Oft reden und schreiben Journalisten, Politiker und die massenhaften Laien (Schiedsrichter, Wettergünstlinge und Nachbarschaftshelden) über die Weltmächtigen, also z.B. den Verbündeten des NATO Generalsekretärs, also oft reden und schreiben sie als wären die Diktatoren und ihre direkten Handlanger auf der gleichen intellektuellen und geistigen Ebene wie sie – nur dümmer, unmoralischer, unberechenbarer als sie, die Kommentatoren, es sich eigentlich vorstellen.
Werte LeserInnen: hier sind alle Personengruppen männlich, nicht zufällig, und hier wird verallgemeinert trotz der mir bewussten Ausnahmen.
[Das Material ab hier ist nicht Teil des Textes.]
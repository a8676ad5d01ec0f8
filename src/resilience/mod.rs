//! Resilience layer for safe calls.
//!
//! Provides the bounded retry policy wrapped around every backend invocation
//! and the consecutive-failure circuit breaker owned by each
//! [`SafeCall`](crate::SafeCall).

mod circuit_breaker;
mod retry;

pub use circuit_breaker::{CircuitBreaker, CircuitBreakerConfig, CircuitState};
pub use retry::{RetryConfig, RetryPolicy};
//! Retry policy implementation.

use std::future::Future;
use std::time::Duration;
use tracing::instrument;

use crate::errors::{BackendError, SafeCallError};

/// Retry configuration.
#[derive(Debug, Clone, PartialEq)]
pub struct RetryConfig {
    /// Maximum number of retries after the first attempt.
    pub max_retries: u32,
    /// Delay before the first retry.
    pub initial_delay: Duration,
    /// Upper bound on any single delay, jitter included.
    pub max_delay: Duration,
    /// Delay multiplier for exponential backoff.
    pub multiplier: f64,
    /// Maximum random jitter added to each delay.
    pub jitter: Duration,
}

impl Default for RetryConfig {
    fn default() -> Self {
        Self {
            max_retries: 2,
            initial_delay: Duration::from_secs(1),
            max_delay: Duration::from_secs(4),
            multiplier: 2.0,
            jitter: Duration::from_secs(1),
        }
    }
}

impl RetryConfig {
    /// Creates a new retry configuration.
    pub fn new() -> Self {
        Self::default()
    }

    /// Sets the maximum number of retries.
    pub fn max_retries(mut self, retries: u32) -> Self {
        self.max_retries = retries;
        self
    }

    /// Sets the initial delay.
    pub fn initial_delay(mut self, delay: Duration) -> Self {
        self.initial_delay = delay;
        self
    }

    /// Sets the maximum delay.
    pub fn max_delay(mut self, delay: Duration) -> Self {
        self.max_delay = delay;
        self
    }

    /// Sets the multiplier.
    pub fn multiplier(mut self, mult: f64) -> Self {
        self.multiplier = mult;
        self
    }

    /// Sets the maximum jitter.
    pub fn jitter(mut self, jitter: Duration) -> Self {
        self.jitter = jitter;
        self
    }

    /// Creates a configuration with no retries.
    pub fn no_retries() -> Self {
        Self {
            max_retries: 0,
            ..Default::default()
        }
    }

    /// Total number of attempts, the first one included.
    pub fn max_attempts(&self) -> u32 {
        self.max_retries.saturating_add(1)
    }
}

/// Retry policy with exponential backoff and jitter.
///
/// Knows nothing about circuit breaking, moderation or caching: it only
/// makes one backend call reliable against transient errors.
#[derive(Debug, Clone)]
pub struct RetryPolicy {
    config: RetryConfig,
}

impl RetryPolicy {
    /// Creates a new retry policy.
    pub fn new(config: RetryConfig) -> Self {
        Self { config }
    }

    /// Creates a retry policy with default configuration.
    pub fn default_policy() -> Self {
        Self::new(RetryConfig::default())
    }

    /// Returns the configuration.
    pub fn config(&self) -> &RetryConfig {
        &self.config
    }

    /// Executes an operation with retries.
    ///
    /// Once the attempt budget is spent the last failure is returned as
    /// [`SafeCallError::Backend`].
    #[instrument(skip(self, operation), fields(max_retries = self.config.max_retries))]
    pub async fn execute<F, Fut, T>(&self, operation: F) -> Result<T, SafeCallError>
    where
        F: Fn() -> Fut,
        Fut: Future<Output = Result<T, BackendError>>,
    {
        let mut attempt = 0;

        loop {
            match operation().await {
                Ok(result) => return Ok(result),
                Err(err) => {
                    if !err.is_retryable() || attempt >= self.config.max_retries {
                        return Err(SafeCallError::Backend {
                            attempts: attempt + 1,
                            source: err,
                        });
                    }

                    let delay = self.calculate_delay(attempt);

                    tracing::info!(
                        attempt = attempt + 1,
                        max_retries = self.config.max_retries,
                        delay_ms = u64::try_from(delay.as_millis()).unwrap_or(u64::MAX),
                        error = %err,
                        "Retrying after error"
                    );

                    tokio::time::sleep(delay).await;
                    attempt += 1;
                }
            }
        }
    }

    /// Calculates the delay before retry number `attempt + 1`.
    fn calculate_delay(&self, attempt: u32) -> Duration {
        let exponent = i32::try_from(attempt).unwrap_or(i32::MAX);
        let base = self.config.initial_delay.as_secs_f64() * self.config.multiplier.powi(exponent);

        let jitter = if self.config.jitter.is_zero() {
            0.0
        } else {
            rand::random::<f64>() * self.config.jitter.as_secs_f64()
        };

        let delay = (base + jitter).min(self.config.max_delay.as_secs_f64());
        Duration::try_from_secs_f64(delay).unwrap_or(self.config.max_delay)
    }
}

impl Default for RetryPolicy {
    fn default() -> Self {
        Self::default_policy()
    }
}
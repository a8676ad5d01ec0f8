//! Error types for safe calls.
//!
//! Each variant of [`SafeCallError`] corresponds to one way a single
//! `generate` call can end without a result. Only [`SafeCallError::Backend`]
//! reflects backend reachability; moderation and parse outcomes never affect
//! the circuit breaker.

use std::fmt;
use std::time::Duration;
use thiserror::Error;

use crate::schema::SchemaError;

/// Result type alias for safe call operations.
pub type SafeCallResult<T> = Result<T, SafeCallError>;

/// Which side of the call a moderation gate rejected.
#[derive(Debug, Clone, Copy, PartialEq, Eq, Hash, serde::Serialize, serde::Deserialize)]
#[serde(rename_all = "snake_case")]
pub enum ModerationSide {
    /// The sanitized prompt was rejected.
    Input,
    /// The backend's response was rejected.
    Output,
}

impl fmt::Display for ModerationSide {
    fn fmt(&self, f: &mut fmt::Formatter<'_>) -> fmt::Result {
        match self {
            ModerationSide::Input => f.write_str("input"),
            ModerationSide::Output => f.write_str("output"),
        }
    }
}

/// Error type for a single orchestrated call.
#[derive(Debug, Error)]
pub enum SafeCallError {
    /// The circuit breaker is open; no work was attempted.
    #[error("Circuit breaker open after {failures} consecutive failures")]
    CircuitOpen {
        /// Consecutive failures recorded when the call was rejected.
        failures: u32,
    },

    /// A moderation gate rejected the prompt or the response.
    #[error("Moderation blocked {side}: {reason}")]
    ModerationBlocked {
        /// Side that was blocked.
        side: ModerationSide,
        /// Reason reported by the moderator.
        reason: String,
    },

    /// The backend kept failing until the retry budget was spent.
    #[error("Backend failed after {attempts} attempts: {source}")]
    Backend {
        /// Number of attempts made.
        attempts: u32,
        /// The last failure reported by the backend.
        #[source]
        source: BackendError,
    },

    /// Structured output could not be parsed, even after repair.
    #[error("Could not parse output as {schema}: {source}")]
    Parse {
        /// Name of the target schema.
        schema: String,
        /// The parse failure of the repaired text.
        #[source]
        source: SchemaError,
    },

    /// Invalid configuration.
    #[error("Configuration error: {message}")]
    Configuration {
        /// Error message describing the configuration issue.
        message: String,
    },
}

impl SafeCallError {
    /// Returns true if the call was rejected by an open circuit.
    pub fn is_circuit_open(&self) -> bool {
        matches!(self, SafeCallError::CircuitOpen { .. })
    }

    /// Returns true if a moderation gate rejected the call.
    pub fn is_moderation_blocked(&self) -> bool {
        matches!(self, SafeCallError::ModerationBlocked { .. })
    }

    /// Returns the blocked side for moderation errors.
    pub fn moderation_side(&self) -> Option<ModerationSide> {
        match self {
            SafeCallError::ModerationBlocked { side, .. } => Some(*side),
            _ => None,
        }
    }

    /// Returns true if this error counts as a failure against the circuit breaker.
    pub fn should_record_failure(&self) -> bool {
        matches!(self, SafeCallError::Backend { .. })
    }

    /// Creates a configuration error.
    pub fn configuration(message: impl Into<String>) -> Self {
        SafeCallError::Configuration {
            message: message.into(),
        }
    }
}

/// Failure reported by a completion backend for one invocation.
///
/// Every variant is treated as transient by the retry wrapper.
#[derive(Debug, Clone, Error, PartialEq, Eq)]
pub enum BackendError {
    /// Transient failure (connection reset, overloaded, ...).
    #[error("Transient backend error: {message}")]
    Transient {
        /// Error message.
        message: String,
    },

    /// The invocation did not finish within the configured timeout.
    #[error("Backend call timed out after {timeout:?}")]
    Timeout {
        /// The timeout that elapsed.
        timeout: Duration,
    },

    /// Provider-reported failure.
    #[error("Provider error{}: {message}", status_suffix(.status_code))]
    Provider {
        /// Error message.
        message: String,
        /// HTTP status code, if the provider exposes one.
        status_code: Option<u16>,
    },
}

fn status_suffix(status_code: &Option<u16>) -> String {
    status_code
        .map(|code| format!(" (HTTP {code})"))
        .unwrap_or_default()
}

impl BackendError {
    /// Creates a transient error.
    pub fn transient(message: impl Into<String>) -> Self {
        BackendError::Transient {
            message: message.into(),
        }
    }

    /// Creates a provider error.
    pub fn provider(status_code: Option<u16>, message: impl Into<String>) -> Self {
        BackendError::Provider {
            message: message.into(),
            status_code,
        }
    }

    /// Returns true if this error is retryable.
    pub fn is_retryable(&self) -> bool {
        true
    }
}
Gehen wir davon aus, dass die Diktatoren einen höheren IQ haben als die Kommentatoren, dass sie verschiedene Verhaltensweisen nach Lust und Laune anwenden können, ohne Sanktionen zu befürchten, dass sie mehr Macht über uns haben als wir kollektiv über sie, und dass ihre Pundits, Untergebenen, Handlanger und Arschkriecher eher faschistisch als demokratisch orientiert sind. Dann bedeutet das einerseits, dass diese Diktatoren Macht und Herrschaft über uns haben, die weder durch das Völkerrecht noch die aufgeklärte Vernunft wirklich geändert oder reduziert werden können. Das gilt für Xi, für Putin, für Trump. Hoch ist die Zahl der vielen direkten und indirekten Abhängigen, meist auch Diktatoren, aber nicht nur, meist untereinander verfeindet, aber dem jeweiligen Herrn untertan. Gibt es da einen Ausweg? direkt nicht. Was zählt, ist David – wir – gegen Goliath – sie.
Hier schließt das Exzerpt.